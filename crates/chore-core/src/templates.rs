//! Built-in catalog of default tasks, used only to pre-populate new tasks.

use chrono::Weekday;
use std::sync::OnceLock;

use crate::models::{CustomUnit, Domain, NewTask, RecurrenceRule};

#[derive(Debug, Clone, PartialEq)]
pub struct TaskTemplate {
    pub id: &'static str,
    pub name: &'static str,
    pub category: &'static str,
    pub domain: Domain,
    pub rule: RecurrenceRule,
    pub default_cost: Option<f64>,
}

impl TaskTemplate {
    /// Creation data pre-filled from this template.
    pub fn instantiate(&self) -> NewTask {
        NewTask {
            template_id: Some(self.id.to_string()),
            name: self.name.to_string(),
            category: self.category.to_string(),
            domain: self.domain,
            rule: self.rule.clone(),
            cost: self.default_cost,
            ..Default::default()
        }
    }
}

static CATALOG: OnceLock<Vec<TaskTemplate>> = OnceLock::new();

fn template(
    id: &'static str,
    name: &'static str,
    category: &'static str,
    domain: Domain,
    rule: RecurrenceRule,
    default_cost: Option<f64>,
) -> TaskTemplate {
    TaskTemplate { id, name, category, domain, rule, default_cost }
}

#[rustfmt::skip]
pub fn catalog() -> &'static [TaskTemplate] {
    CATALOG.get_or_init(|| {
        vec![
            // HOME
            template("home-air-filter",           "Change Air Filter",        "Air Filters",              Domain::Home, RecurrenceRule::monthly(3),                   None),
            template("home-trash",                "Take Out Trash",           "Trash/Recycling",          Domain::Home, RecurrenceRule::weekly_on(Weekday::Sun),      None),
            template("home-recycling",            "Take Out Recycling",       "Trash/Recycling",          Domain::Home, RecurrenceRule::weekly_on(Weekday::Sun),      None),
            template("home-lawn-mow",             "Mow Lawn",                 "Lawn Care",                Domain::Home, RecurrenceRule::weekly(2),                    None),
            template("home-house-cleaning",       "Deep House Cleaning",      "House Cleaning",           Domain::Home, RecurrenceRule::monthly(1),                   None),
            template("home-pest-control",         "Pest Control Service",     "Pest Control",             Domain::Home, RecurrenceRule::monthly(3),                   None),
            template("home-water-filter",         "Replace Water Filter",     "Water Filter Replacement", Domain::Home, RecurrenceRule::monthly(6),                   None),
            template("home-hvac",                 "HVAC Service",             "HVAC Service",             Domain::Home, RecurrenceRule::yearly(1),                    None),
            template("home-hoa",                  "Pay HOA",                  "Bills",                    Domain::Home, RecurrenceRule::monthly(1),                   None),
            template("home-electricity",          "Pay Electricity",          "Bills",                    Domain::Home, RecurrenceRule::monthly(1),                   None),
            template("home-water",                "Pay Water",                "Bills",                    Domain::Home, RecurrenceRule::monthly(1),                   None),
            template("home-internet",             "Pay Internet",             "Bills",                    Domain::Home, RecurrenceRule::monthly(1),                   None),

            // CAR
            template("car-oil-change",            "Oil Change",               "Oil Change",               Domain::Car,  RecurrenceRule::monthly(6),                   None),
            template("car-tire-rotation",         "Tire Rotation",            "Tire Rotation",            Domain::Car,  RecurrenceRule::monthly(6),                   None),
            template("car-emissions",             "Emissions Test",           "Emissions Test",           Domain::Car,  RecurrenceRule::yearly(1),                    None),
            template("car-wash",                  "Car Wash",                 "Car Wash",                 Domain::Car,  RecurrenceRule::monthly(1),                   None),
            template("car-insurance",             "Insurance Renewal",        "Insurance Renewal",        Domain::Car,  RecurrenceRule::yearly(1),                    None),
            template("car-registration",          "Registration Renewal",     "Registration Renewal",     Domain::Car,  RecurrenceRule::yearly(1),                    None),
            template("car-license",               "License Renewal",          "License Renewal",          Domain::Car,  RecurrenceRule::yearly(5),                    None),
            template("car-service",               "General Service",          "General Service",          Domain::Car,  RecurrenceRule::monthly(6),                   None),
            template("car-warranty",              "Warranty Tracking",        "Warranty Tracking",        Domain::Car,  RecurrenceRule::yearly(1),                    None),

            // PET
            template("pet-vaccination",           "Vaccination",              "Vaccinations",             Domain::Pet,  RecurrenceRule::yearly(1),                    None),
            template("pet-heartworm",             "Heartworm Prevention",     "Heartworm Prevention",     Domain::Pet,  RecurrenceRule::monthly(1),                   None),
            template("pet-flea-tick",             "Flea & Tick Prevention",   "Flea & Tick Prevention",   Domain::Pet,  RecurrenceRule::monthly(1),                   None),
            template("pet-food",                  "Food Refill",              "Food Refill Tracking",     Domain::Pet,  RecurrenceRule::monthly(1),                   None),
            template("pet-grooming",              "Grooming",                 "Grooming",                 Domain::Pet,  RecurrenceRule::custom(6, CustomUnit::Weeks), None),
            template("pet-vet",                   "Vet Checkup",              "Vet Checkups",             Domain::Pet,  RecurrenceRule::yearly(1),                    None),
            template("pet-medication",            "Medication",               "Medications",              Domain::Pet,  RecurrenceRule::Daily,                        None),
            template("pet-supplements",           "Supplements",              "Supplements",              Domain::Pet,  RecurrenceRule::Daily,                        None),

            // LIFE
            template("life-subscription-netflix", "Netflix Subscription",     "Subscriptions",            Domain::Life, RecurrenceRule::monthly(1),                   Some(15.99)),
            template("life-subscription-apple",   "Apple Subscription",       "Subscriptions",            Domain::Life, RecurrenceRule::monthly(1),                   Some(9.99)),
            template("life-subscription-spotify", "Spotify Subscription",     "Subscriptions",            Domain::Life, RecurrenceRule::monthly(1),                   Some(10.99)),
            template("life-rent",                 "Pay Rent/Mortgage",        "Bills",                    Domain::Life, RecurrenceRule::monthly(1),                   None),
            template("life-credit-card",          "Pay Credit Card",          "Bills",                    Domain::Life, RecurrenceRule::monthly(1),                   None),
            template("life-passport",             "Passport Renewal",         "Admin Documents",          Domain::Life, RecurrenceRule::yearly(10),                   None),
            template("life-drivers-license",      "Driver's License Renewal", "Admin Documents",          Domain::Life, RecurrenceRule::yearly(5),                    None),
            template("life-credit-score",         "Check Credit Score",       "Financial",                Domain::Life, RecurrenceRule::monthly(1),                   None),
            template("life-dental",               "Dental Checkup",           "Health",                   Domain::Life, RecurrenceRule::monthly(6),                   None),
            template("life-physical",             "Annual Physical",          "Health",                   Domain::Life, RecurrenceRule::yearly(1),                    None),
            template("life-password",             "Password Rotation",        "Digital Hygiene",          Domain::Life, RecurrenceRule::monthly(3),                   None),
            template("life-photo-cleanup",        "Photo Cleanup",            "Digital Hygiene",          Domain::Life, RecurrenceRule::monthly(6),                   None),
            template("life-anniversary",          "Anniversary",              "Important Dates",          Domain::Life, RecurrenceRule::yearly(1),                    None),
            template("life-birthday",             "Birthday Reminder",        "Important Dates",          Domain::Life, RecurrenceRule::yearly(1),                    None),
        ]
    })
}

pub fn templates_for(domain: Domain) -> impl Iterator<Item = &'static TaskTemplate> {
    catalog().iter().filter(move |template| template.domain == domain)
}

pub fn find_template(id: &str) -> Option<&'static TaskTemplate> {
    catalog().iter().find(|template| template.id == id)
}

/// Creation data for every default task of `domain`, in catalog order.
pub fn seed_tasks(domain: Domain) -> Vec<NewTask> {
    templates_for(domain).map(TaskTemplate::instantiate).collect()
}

◆ **PROBLEM TO WORK ON**:
In the material, find each line with the word "instantiate" and list it.

◆ **SOLVED PROBLEM**:
    pub fn instantiate(&self) -> NewTask {
    templates_for(domain).map(TaskTemplate::instantiate).collect()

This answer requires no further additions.